6 But it is not as though the word of God has failed. For not all who are descended from Israel belong to Israel, 7 and not all are children of Abraham because they are his offspring, but Through Isaac shall your offspring be named. 8 This means that it is not the children of the flesh who are the children of God, but the children of the promise are counted as offspring. 9 For this is what the promise said: About this time next year I will return, and Sarah shall have a son. 10 And not only so, but also when Rebekah had conceived children by one man, our forefather Isaac, 11 though they were not yet born and had done nothing either good or bad in order that God's purpose of election might continue, not because of works but because of him who calls 12 she was told, The older will serve the younger. 13 As it is written, Jacob I loved, but Esau I hated.
14 What shall we say then? Is there injustice on God's part? By no means! 15 For he says to Moses, I will have mercy on whom I have mercy, and I will have compassion on whom I have compassion. 16 So then it depends not on human will or exertion, but on God, who has mercy. 17 For the Scripture says to Pharaoh, For this very purpose I have raised you up, that I might show my power in you, and that my name might be proclaimed in all the earth. 18 So then he has mercy on whomever he wills, and he hardens whomever he wills. 19 You will say to me then, Why does he still find fault?

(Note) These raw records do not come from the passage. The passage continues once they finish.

//! Writing batch results: per-language text files, a ZIP archive of all
//! languages, and the CSV risk report.
//!
//! Each export is independent. A failing export is reported on its own and
//! leaves the results and the other exports untouched.

use std::fs;
use std::io::{Cursor, Seek, Write};
use std::path::{Path, PathBuf};

use locrisk::{
    ParseMetadata, ProcessedEntry, SerializeOptions, group_by_language, serialize_with_options,
    to_csv,
};
use zip::write::SimpleFileOptions;
use zip::{CompressionMethod, ZipWriter};

use crate::error::ExportError;

pub const ARCHIVE_NAME: &str = "localized_batch.zip";

pub fn text_file_name(code: &str) -> String {
    format!("localized_{}.txt", code)
}

/// `risk_report_<code>.csv` for one language, `risk_report_batch.csv` otherwise
pub fn report_file_name(codes: &[&str]) -> String {
    match codes {
        [code] => format!("risk_report_{}.csv", code),
        _ => "risk_report_batch.csv".to_string(),
    }
}

/// Serialize the results for `code` into the tagged-line format
pub fn export_text(
    results: &[ProcessedEntry],
    code: &str,
    metadata: &ParseMetadata,
    options: SerializeOptions,
) -> Result<String, ExportError> {
    if !results.iter().any(|entry| entry.language_code == code) {
        return Err(ExportError::Empty);
    }
    Ok(serialize_with_options(results, code, metadata, options))
}

/// Write one `localized_<code>.txt` per language into a ZIP archive
pub fn write_archive<W: Write + Seek>(
    results: &[ProcessedEntry],
    metadata: &ParseMetadata,
    options: SerializeOptions,
    writer: W,
) -> Result<W, ExportError> {
    let groups = group_by_language(results);
    if groups.is_empty() {
        return Err(ExportError::Empty);
    }

    let mut zip = ZipWriter::new(writer);
    let file_options = SimpleFileOptions::default().compression_method(CompressionMethod::Deflated);

    for (code, entries) in &groups {
        zip.start_file(text_file_name(code), file_options)?;
        zip.write_all(serialize_with_options(entries, code, metadata, options).as_bytes())?;
    }

    Ok(zip.finish()?)
}

/// Build the archive in memory
pub fn archive_bytes(
    results: &[ProcessedEntry],
    metadata: &ParseMetadata,
    options: SerializeOptions,
) -> Result<Vec<u8>, ExportError> {
    let cursor = write_archive(results, metadata, options, Cursor::new(Vec::new()))?;
    Ok(cursor.into_inner())
}

/// Which files [`write_outputs`] produces
#[derive(Debug, Clone, Copy, PartialEq, Eq)]
pub struct OutputOptions {
    pub text: bool,
    pub csv: bool,
    pub serialize: SerializeOptions,
}

impl Default for OutputOptions {
    fn default() -> Self {
        OutputOptions {
            text: true,
            csv: false,
            serialize: SerializeOptions::default(),
        }
    }
}

/// Outcome of [`write_outputs`]
#[derive(Debug, Default)]
pub struct ExportReport {
    pub written: Vec<PathBuf>,
    pub failures: Vec<(PathBuf, ExportError)>,
}

impl ExportReport {
    fn record(&mut self, path: PathBuf, outcome: Result<(), ExportError>) {
        match outcome {
            Ok(()) => self.written.push(path),
            Err(error) => self.failures.push((path, error)),
        }
    }
}

/// Write the localized text (one file for a single language, an archive
/// otherwise) and the CSV report into `out_dir`
pub fn write_outputs(
    out_dir: &Path,
    results: &[ProcessedEntry],
    metadata: &ParseMetadata,
    options: &OutputOptions,
) -> ExportReport {
    let mut report = ExportReport::default();
    let groups = group_by_language(results);
    let codes: Vec<&str> = groups.iter().map(|(code, _)| code.as_str()).collect();

    if options.text {
        match codes.as_slice() {
            [code] => {
                let path = out_dir.join(text_file_name(code));
                let outcome = export_text(results, code, metadata, options.serialize)
                    .and_then(|text| Ok(fs::write(&path, text)?));
                report.record(path, outcome);
            }
            _ => {
                let path = out_dir.join(ARCHIVE_NAME);
                // No file at all when there is nothing to archive
                let outcome = if codes.is_empty() {
                    Err(ExportError::Empty)
                } else {
                    fs::File::create(&path)
                        .map_err(ExportError::from)
                        .and_then(|file| write_archive(results, metadata, options.serialize, file))
                        .map(|_| ())
                };
                report.record(path, outcome);
            }
        }
    }

    if options.csv {
        let path = out_dir.join(report_file_name(&codes));
        let outcome = if results.is_empty() {
            Err(ExportError::Empty)
        } else {
            to_csv(results)
                .map_err(ExportError::from)
                .and_then(|csv| Ok(fs::write(&path, csv)?))
        };
        report.record(path, outcome);
    }

    report
}

#[cfg(test)]
mod tests {
    use super::*;
    use locrisk::{LocalizationEntry, RiskKind, RiskWarning};
    use std::io::Read;

    fn processed(key: &str, value: &str, code: &str) -> ProcessedEntry {
        let entry = LocalizationEntry::new(key, value, Some("UI"));
        ProcessedEntry::new(&entry, code, format!("[{}] {}", code, value), Vec::new())
    }

    fn metadata() -> ParseMetadata {
        ParseMetadata {
            language_id: Some("en-US".to_string()),
            table_id: Some("UI".to_string()),
            raw_header: Vec::new(),
        }
    }

    #[test]
    fn test_file_names() {
        assert_eq!(text_file_name("de-DE"), "localized_de-DE.txt");
        assert_eq!(report_file_name(&["ja-JP"]), "risk_report_ja-JP.csv");
        assert_eq!(report_file_name(&["ja-JP", "ko-KR"]), "risk_report_batch.csv");
    }

    #[test]
    fn test_export_text_single_language() {
        let results = vec![processed("K1", "Hello", "de-DE"), processed("K1", "Hello", "fr-FR")];
        let text = export_text(&results, "fr-FR", &metadata(), SerializeOptions::default()).unwrap();
        assert_eq!(text, "[LanguageID] fr-FR\n[TableID] UI\n\n[StringKey] K1\n[Value] Hello\n");
    }

    #[test]
    fn test_export_text_without_results() {
        let results = vec![processed("K1", "Hello", "de-DE")];
        let err = export_text(&results, "ja-JP", &metadata(), SerializeOptions::default()).unwrap_err();
        assert!(matches!(err, ExportError::Empty));
    }

    #[test]
    fn test_archive_has_one_file_per_language() {
        let results = vec![
            processed("K1", "Hello", "de-DE"),
            processed("K1", "Hello", "ar-SA"),
            processed("K2", "Bye", "de-DE"),
        ];
        let bytes = archive_bytes(&results, &metadata(), SerializeOptions::default()).unwrap();

        let mut archive = zip::ZipArchive::new(Cursor::new(bytes)).unwrap();
        assert_eq!(archive.len(), 2);

        let mut german = String::new();
        archive
            .by_name("localized_de-DE.txt")
            .unwrap()
            .read_to_string(&mut german)
            .unwrap();
        assert!(german.contains("[StringKey] K1\n[Value] Hello\n"));
        assert!(german.contains("[StringKey] K2\n[Value] Bye\n"));
        assert!(archive.by_name("localized_ar-SA.txt").is_ok());
    }

    #[test]
    fn test_empty_archive_is_an_error() {
        let result = archive_bytes(&[], &metadata(), SerializeOptions::default());
        assert!(matches!(result, Err(ExportError::Empty)));
    }

    #[test]
    fn test_write_outputs_single_language() {
        let dir = tempfile::tempdir().unwrap();
        let mut entry = processed("K1", "Hello", "ar-SA");
        entry.risks.push(RiskWarning::new(RiskKind::Rtl, "[RTL_ALERT] flip"));

        let options = OutputOptions {
            csv: true,
            ..OutputOptions::default()
        };
        let report = write_outputs(dir.path(), &[entry], &metadata(), &options);

        assert!(report.failures.is_empty());
        assert_eq!(
            report.written,
            vec![
                dir.path().join("localized_ar-SA.txt"),
                dir.path().join("risk_report_ar-SA.csv")
            ]
        );
        let csv = fs::read_to_string(dir.path().join("risk_report_ar-SA.csv")).unwrap();
        assert!(csv.contains("\"RTL_ALERT\""));
    }

    #[test]
    fn test_write_outputs_batch() {
        let dir = tempfile::tempdir().unwrap();
        let results = vec![processed("K1", "Hello", "de-DE"), processed("K1", "Hello", "ko-KR")];
        let options = OutputOptions {
            csv: true,
            ..OutputOptions::default()
        };
        let report = write_outputs(dir.path(), &results, &metadata(), &options);

        assert!(report.failures.is_empty());
        assert!(dir.path().join(ARCHIVE_NAME).exists());
        assert!(dir.path().join("risk_report_batch.csv").exists());
    }

    #[test]
    fn test_write_outputs_without_results_creates_nothing() {
        let dir = tempfile::tempdir().unwrap();
        let options = OutputOptions {
            csv: true,
            ..OutputOptions::default()
        };
        let report = write_outputs(dir.path(), &[], &metadata(), &options);

        assert!(report.written.is_empty());
        assert_eq!(report.failures.len(), 2);
        assert!(matches!(report.failures[0].1, ExportError::Empty));
        assert!(!dir.path().join(ARCHIVE_NAME).exists());
        assert_eq!(fs::read_dir(dir.path()).unwrap().count(), 0);
    }

    #[test]
    fn test_failed_export_does_not_stop_others() {
        let dir = tempfile::tempdir().unwrap();
        let missing = dir.path().join("does-not-exist");
        let results = vec![processed("K1", "Hello", "de-DE")];
        let options = OutputOptions {
            text: false,
            csv: true,
            ..OutputOptions::default()
        };

        let report = write_outputs(&missing, &results, &metadata(), &options);
        assert!(report.written.is_empty());
        assert_eq!(report.failures.len(), 1);
        assert!(matches!(report.failures[0].1, ExportError::Io(_)));

        let report = write_outputs(dir.path(), &results, &metadata(), &options);
        assert_eq!(report.written.len(), 1);
    }
}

For who can resist his will? 20 But who are you, O man, to answer back to God? Will what is molded say to its molder, Why have you made me like this? 21 Has the potter no right over the clay, to make out of the same lump one vessel for honorable use and another for dishonorable use? 22 What if God, desiring to show his wrath and to make known his power, has endured with much patience vessels of wrath prepared for destruction, 23 in order to make known the riches of his glory for vessels of mercy, which he has prepared beforehand for glory 24 even us whom he has called, not from the Jews only but also from the Gentiles?
25 As indeed he says in Hosea, Those who were not my people I will call my people, and her who was not beloved I will call beloved. 26 And in the very place where it was said to them, You are not my people, there they will be called sons of the living God. 27 And Isaiah cries out concerning Israel: Though the number of the sons of Israel be as the sand of the sea, only a remnant of them will be saved, 28 for the Lord will carry out his sentence upon the earth fully and without delay. 29 And as Isaiah predicted, If the Lord of hosts had not left us offspring, we would have been like Sodom and become like Gomorrah.30 What shall we say, then? That Gentiles who did not pursue righteousness have attained it, that is, a righteousness that is by faith; 31 but that Israel who pursued a law that would lead to righteousness did not succeed in reaching that law. 32 Why? Because they did not pursue it by faith, but as if it were based on works. They have stumbled over the stumbling stone, 33 as it is written, Behold, I am laying in Zion a stone of stumbling, and a rock of offense; and whoever believes in him will not be put to shame.